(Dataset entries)
•••

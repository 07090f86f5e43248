//! FIS-B NEXRAD block records.
//!
//! An upstream uplink decoder emits one line per radar block:
//!
//! ```text
//! NEXRAD <type> <time> <scale> <north> <west> <height> <width> <bins>
//! ```
//!
//! All geographic fields are integer arc-minutes. `<north>` and
//! `<west>` locate the block's northwest corner, `<height>` extends
//! south and `<width>` extends east. `<west>` is positive-west in
//! the 0..360 degree range.
//!
//! `<bins>` is 128 intensity digits (`0`..=`7`) covering a grid of 32
//! columns by 4 rows, west-to-east then north-to-south.
//!
//! # References
//!
//! 1. [dump978](https://github.com/mutability/dump978) `extract_nexrad`, the usual producer

mod error;

pub use crate::error::NexradError;
use geo::geometry::{Coord, Rect};
use std::fmt;

/// Floating point type used for bin geometry.
pub type C = f64;

/// Leading token of every record line.
pub const MARKER: &str = "NEXRAD";

/// Bins per block, west to east.
pub const COLS: usize = 32;

/// Bins per block, north to south.
pub const ROWS: usize = 4;

/// Total bins per block.
pub const BINS: usize = COLS * ROWS;

/// Highest valid intensity bin.
pub const MAX_INTENSITY: u8 = 7;

/// Identity of one composite image.
#[derive(Debug, Clone, PartialEq, Eq, PartialOrd, Ord, Hash)]
pub struct ProductKey {
    /// Product type, e.g. `CONUS` or `Regional`.
    pub product: String,
    /// Product time token, e.g. `14:05`.
    pub time: String,
}

impl ProductKey {
    pub fn new(product: impl Into<String>, time: impl Into<String>) -> Self {
        Self {
            product: product.into(),
            time: time.into(),
        }
    }

    /// Returns true for the national composite.
    pub fn is_conus(&self) -> bool {
        self.product == "CONUS"
    }
}

impl fmt::Display for ProductKey {
    fn fmt(&self, f: &mut fmt::Formatter<'_>) -> fmt::Result {
        write!(f, "{}/{}", self.product, self.time)
    }
}

/// One radar block.
#[derive(Debug, Clone, PartialEq, Eq)]
pub struct Tile {
    scale_factor: u32,
    lat_north: i32,
    lon_west: i32,
    lat_span: i32,
    lon_span: i32,
    bins: [u8; BINS],
}

impl Tile {
    /// Returns a tile after checking its spans and intensities.
    pub fn new(
        scale_factor: u32,
        lat_north: i32,
        lon_west: i32,
        lat_span: i32,
        lon_span: i32,
        bins: [u8; BINS],
    ) -> Result<Self, NexradError> {
        if lat_span <= 0 {
            return Err(NexradError::NonPositiveSpan {
                field: "latitude span",
                value: lat_span,
            });
        }
        if lon_span <= 0 {
            return Err(NexradError::NonPositiveSpan {
                field: "longitude span",
                value: lon_span,
            });
        }
        if lat_north.checked_sub(lat_span).is_none() || lon_west.checked_add(lon_span).is_none() {
            return Err(NexradError::Extent);
        }
        if let Some(&bad) = bins.iter().find(|&&bin| bin > MAX_INTENSITY) {
            return Err(NexradError::Intensity(bad));
        }
        Ok(Self {
            scale_factor,
            lat_north,
            lon_west,
            lat_span,
            lon_span,
            bins,
        })
    }

    /// Returns a tile with every bin set to `intensity`.
    pub fn uniform(
        scale_factor: u32,
        lat_north: i32,
        lon_west: i32,
        lat_span: i32,
        lon_span: i32,
        intensity: u8,
    ) -> Result<Self, NexradError> {
        Self::new(
            scale_factor,
            lat_north,
            lon_west,
            lat_span,
            lon_span,
            [intensity; BINS],
        )
    }

    pub fn scale_factor(&self) -> u32 {
        self.scale_factor
    }

    pub fn lat_north(&self) -> i32 {
        self.lat_north
    }

    pub fn lon_west(&self) -> i32 {
        self.lon_west
    }

    pub fn lat_span(&self) -> i32 {
        self.lat_span
    }

    pub fn lon_span(&self) -> i32 {
        self.lon_span
    }

    /// Returns this tile's extent in arc-minutes (x = longitude, y =
    /// latitude).
    pub fn bounds(&self) -> Rect<i32> {
        Rect::new(
            Coord {
                x: self.lon_west,
                y: self.lat_north - self.lat_span,
            },
            Coord {
                x: self.lon_west + self.lon_span,
                y: self.lat_north,
            },
        )
    }

    /// Returns the intensity of the bin at (`col`, `row`).
    ///
    /// # Panics
    ///
    /// Panics if `col >= COLS` or `row >= ROWS`.
    pub fn intensity(&self, col: usize, row: usize) -> u8 {
        assert!(col < COLS && row < ROWS);
        self.bins[col + row * COLS]
    }

    /// Returns an iterator over this tile's bins in record order.
    pub fn cells(&self) -> impl Iterator<Item = Cell<'_>> + '_ {
        (0..BINS).map(|index| Cell { tile: self, index })
    }
}

/// A single intensity bin of a [Tile].
#[derive(Clone, Copy)]
pub struct Cell<'a> {
    /// The parent [Tile] this bin belongs to.
    tile: &'a Tile,
    /// Index into the parent's bins.
    index: usize,
}

impl<'a> Cell<'a> {
    pub fn col(&self) -> usize {
        self.index % COLS
    }

    pub fn row(&self) -> usize {
        self.index / COLS
    }

    pub fn intensity(&self) -> u8 {
        self.tile.bins[self.index]
    }

    /// Returns the bin outline in arc-minutes as
    /// `[northwest, southwest, southeast, northeast]`.
    #[allow(clippy::cast_precision_loss)]
    pub fn corners(&self) -> [Coord<C>; 4] {
        let height = C::from(self.tile.lat_span) / ROWS as C;
        let width = C::from(self.tile.lon_span) / COLS as C;
        let n = C::from(self.tile.lat_north) - self.row() as C * height;
        let w = C::from(self.tile.lon_west) + self.col() as C * width;
        let s = n - height;
        let e = w + width;
        [
            Coord { x: w, y: n },
            Coord { x: w, y: s },
            Coord { x: e, y: s },
            Coord { x: e, y: n },
        ]
    }
}

/// A parsed record line.
#[derive(Debug, Clone, PartialEq, Eq)]
pub struct Record {
    pub key: ProductKey,
    pub tile: Tile,
}

impl Record {
    /// Parses one line of decoder output.
    ///
    /// Returns `Ok(None)` for lines that aren't `NEXRAD` records.
    pub fn parse(line: &str) -> Result<Option<Self>, NexradError> {
        let fields: Vec<&str> = line.split_whitespace().collect();
        if fields.first() != Some(&MARKER) {
            return Ok(None);
        }
        let &[_, product, time, sf, north, west, height, width, bins] = fields.as_slice() else {
            return Err(NexradError::FieldCount(fields.len()));
        };
        for token in [product, time] {
            if token.contains(['/', '\\']) {
                return Err(NexradError::Token(token.to_owned()));
            }
        }
        let scale_factor = parse_int::<u32>("scale factor", sf)?;
        let lat_north = parse_int::<i32>("north latitude", north)?;
        let lon_west = parse_int::<i32>("west longitude", west)?;
        let lat_span = parse_int::<i32>("latitude span", height)?;
        let lon_span = parse_int::<i32>("longitude span", width)?;
        let bins = parse_bins(bins)?;
        let tile = Tile::new(scale_factor, lat_north, lon_west, lat_span, lon_span, bins)?;
        Ok(Some(Self {
            key: ProductKey::new(product, time),
            tile,
        }))
    }
}

fn parse_int<T: std::str::FromStr>(field: &'static str, value: &str) -> Result<T, NexradError> {
    value.parse().map_err(|_| NexradError::Integer {
        field,
        value: value.to_owned(),
    })
}

fn parse_bins(raw: &str) -> Result<[u8; BINS], NexradError> {
    let len = raw.chars().count();
    if len != BINS {
        return Err(NexradError::BinCount(len));
    }
    let mut bins = [0; BINS];
    for (bin, c) in bins.iter_mut().zip(raw.chars()) {
        *bin = match c {
            '0'..='7' => c as u8 - b'0',
            _ => return Err(NexradError::Bin(c)),
        };
    }
    Ok(bins)
}

#[cfg(test)]
mod tests {
    use super::{Coord, NexradError, ProductKey, Record, Tile, BINS, COLS};

    fn line(bins: &str) -> String {
        format!("NEXRAD CONUS 14:05 1 2400 5760 20 240 {bins}")
    }

    fn zeros() -> String {
        "0".repeat(BINS)
    }

    #[test]
    fn test_parse() {
        let mut bins = zeros();
        bins.replace_range(33..34, "5");
        let record = Record::parse(&line(&bins)).unwrap().unwrap();
        assert_eq!(record.key, ProductKey::new("CONUS", "14:05"));
        assert!(record.key.is_conus());
        let tile = &record.tile;
        assert_eq!(tile.scale_factor(), 1);
        assert_eq!(tile.lat_north(), 2400);
        assert_eq!(tile.lon_west(), 5760);
        assert_eq!(tile.lat_span(), 20);
        assert_eq!(tile.lon_span(), 240);
        assert_eq!(tile.intensity(1, 1), 5);
        assert_eq!(tile.intensity(0, 0), 0);
    }

    #[test]
    fn test_unrelated_lines_are_ignored() {
        assert_eq!(Record::parse("").unwrap(), None);
        assert_eq!(Record::parse("METAR KBOS 121854Z").unwrap(), None);
        assert_eq!(Record::parse("NEXRADX a b").unwrap(), None);
        assert_eq!(Record::parse(&format!(" x{}", line(&zeros()))).unwrap(), None);
    }

    #[test]
    fn test_field_count() {
        assert_eq!(
            Record::parse("NEXRAD CONUS 14:05 1 2400"),
            Err(NexradError::FieldCount(5))
        );
        assert_eq!(
            Record::parse(&format!("{} extra", line(&zeros()))),
            Err(NexradError::FieldCount(10))
        );
    }

    #[test]
    fn test_bin_count() {
        assert_eq!(
            Record::parse(&line(&"0".repeat(127))),
            Err(NexradError::BinCount(127))
        );
        assert_eq!(
            Record::parse(&line(&"0".repeat(129))),
            Err(NexradError::BinCount(129))
        );
    }

    #[test]
    fn test_bin_alphabet() {
        let mut bins = zeros();
        bins.replace_range(127..128, "8");
        assert_eq!(Record::parse(&line(&bins)), Err(NexradError::Bin('8')));
        bins.replace_range(127..128, "x");
        assert_eq!(Record::parse(&line(&bins)), Err(NexradError::Bin('x')));
    }

    #[test]
    fn test_bad_integers() {
        let bins = zeros();
        assert!(matches!(
            Record::parse(&format!("NEXRAD CONUS 14:05 1 24.5 5760 20 240 {bins}")),
            Err(NexradError::Integer {
                field: "north latitude",
                ..
            })
        ));
        assert!(matches!(
            Record::parse(&format!("NEXRAD CONUS 14:05 -1 2400 5760 20 240 {bins}")),
            Err(NexradError::Integer {
                field: "scale factor",
                ..
            })
        ));
        assert_eq!(
            Record::parse(&format!("NEXRAD CONUS 14:05 1 2400 5760 -20 240 {bins}")),
            Err(NexradError::NonPositiveSpan {
                field: "latitude span",
                value: -20
            })
        );
    }

    #[test]
    fn test_zero_span_rejected() {
        let bins = zeros();
        assert_eq!(
            Record::parse(&format!("NEXRAD CONUS 14:05 1 2400 5760 0 48 {bins}")),
            Err(NexradError::NonPositiveSpan {
                field: "latitude span",
                value: 0
            })
        );
        assert_eq!(
            Tile::uniform(0, 600, 0, 4, 0, 1),
            Err(NexradError::NonPositiveSpan {
                field: "longitude span",
                value: 0
            })
        );
    }

    #[test]
    fn test_path_tokens_rejected() {
        let bins = zeros();
        assert_eq!(
            Record::parse(&format!("NEXRAD ../CONUS 14:05 1 2400 5760 20 240 {bins}")),
            Err(NexradError::Token("../CONUS".into()))
        );
    }

    #[test]
    fn test_intensity_range() {
        assert_eq!(
            Tile::uniform(0, 0, 0, 4, 48, 8),
            Err(NexradError::Intensity(8))
        );
    }

    #[test]
    fn test_bounds() {
        let tile = Tile::uniform(1, 0, 0, 240, 1920, 0).unwrap();
        let bounds = tile.bounds();
        assert_eq!(bounds.min(), Coord { x: 0, y: -240 });
        assert_eq!(bounds.max(), Coord { x: 1920, y: 0 });
    }

    #[test]
    fn test_cell_corners() {
        let tile = Tile::uniform(0, 240, 21600, 4, 48, 3).unwrap();
        let cells: Vec<_> = tile.cells().collect();
        assert_eq!(cells.len(), BINS);

        let first = cells[0];
        assert_eq!((first.col(), first.row()), (0, 0));
        assert_eq!(
            first.corners(),
            [
                Coord { x: 21600.0, y: 240.0 },
                Coord { x: 21600.0, y: 239.0 },
                Coord { x: 21601.5, y: 239.0 },
                Coord { x: 21601.5, y: 240.0 },
            ]
        );

        let last = cells[BINS - 1];
        assert_eq!((last.col(), last.row()), (COLS - 1, 3));
        assert_eq!(last.intensity(), 3);
        let [_, sw, se, _] = last.corners();
        assert_eq!(se, Coord { x: 21648.0, y: 236.0 });
        assert_eq!(sw, Coord { x: 21646.5, y: 236.0 });
    }
}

•••

### Task to complete:
Wherever the string "Rect" occurs in the entries, copy that whole line.

### Task output:
use geo::geometry::{Coord, Rect};
    pub fn bounds(&self) -> Rect<i32> {
        Rect::new(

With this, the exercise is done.